[[ Task material, beginning ]]

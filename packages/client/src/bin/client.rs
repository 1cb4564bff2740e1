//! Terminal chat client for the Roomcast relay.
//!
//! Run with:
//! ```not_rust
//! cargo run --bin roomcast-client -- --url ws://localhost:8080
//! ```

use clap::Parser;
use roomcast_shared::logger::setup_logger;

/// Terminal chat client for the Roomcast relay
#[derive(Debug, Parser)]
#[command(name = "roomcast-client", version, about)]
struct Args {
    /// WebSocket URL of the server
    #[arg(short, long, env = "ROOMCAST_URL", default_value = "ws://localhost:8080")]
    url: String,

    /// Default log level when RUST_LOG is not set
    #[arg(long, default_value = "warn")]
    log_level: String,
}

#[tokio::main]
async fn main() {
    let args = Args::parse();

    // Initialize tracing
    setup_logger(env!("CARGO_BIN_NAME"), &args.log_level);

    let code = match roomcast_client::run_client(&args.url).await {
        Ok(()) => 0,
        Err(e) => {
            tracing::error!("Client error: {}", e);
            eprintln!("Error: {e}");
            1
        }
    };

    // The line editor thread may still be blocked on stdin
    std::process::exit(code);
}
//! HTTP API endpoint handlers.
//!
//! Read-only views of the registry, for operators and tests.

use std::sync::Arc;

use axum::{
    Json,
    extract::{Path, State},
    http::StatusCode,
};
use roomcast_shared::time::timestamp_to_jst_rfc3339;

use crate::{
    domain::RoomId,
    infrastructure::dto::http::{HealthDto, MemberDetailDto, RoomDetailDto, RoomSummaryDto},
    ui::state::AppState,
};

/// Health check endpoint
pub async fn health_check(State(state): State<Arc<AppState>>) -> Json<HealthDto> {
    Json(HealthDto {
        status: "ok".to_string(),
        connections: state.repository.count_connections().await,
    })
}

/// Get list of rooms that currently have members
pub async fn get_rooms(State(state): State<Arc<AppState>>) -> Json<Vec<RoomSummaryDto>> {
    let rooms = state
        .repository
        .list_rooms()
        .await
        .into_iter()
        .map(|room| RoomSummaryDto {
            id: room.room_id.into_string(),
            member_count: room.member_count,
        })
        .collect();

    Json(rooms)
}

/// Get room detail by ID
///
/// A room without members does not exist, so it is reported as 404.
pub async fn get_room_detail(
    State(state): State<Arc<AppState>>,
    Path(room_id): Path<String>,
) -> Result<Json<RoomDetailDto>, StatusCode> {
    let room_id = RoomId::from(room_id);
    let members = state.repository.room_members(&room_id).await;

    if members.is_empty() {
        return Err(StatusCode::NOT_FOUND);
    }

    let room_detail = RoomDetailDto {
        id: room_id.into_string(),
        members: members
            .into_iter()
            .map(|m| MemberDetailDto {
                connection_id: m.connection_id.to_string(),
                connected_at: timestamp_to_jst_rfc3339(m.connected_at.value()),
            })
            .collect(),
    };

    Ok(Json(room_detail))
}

[[ Task material, end ]]

**Your task**
Show the lines of the records that contain the word "Terminal".

**Finished task**
//! Terminal chat client for the Roomcast relay.
/// Terminal chat client for the Roomcast relay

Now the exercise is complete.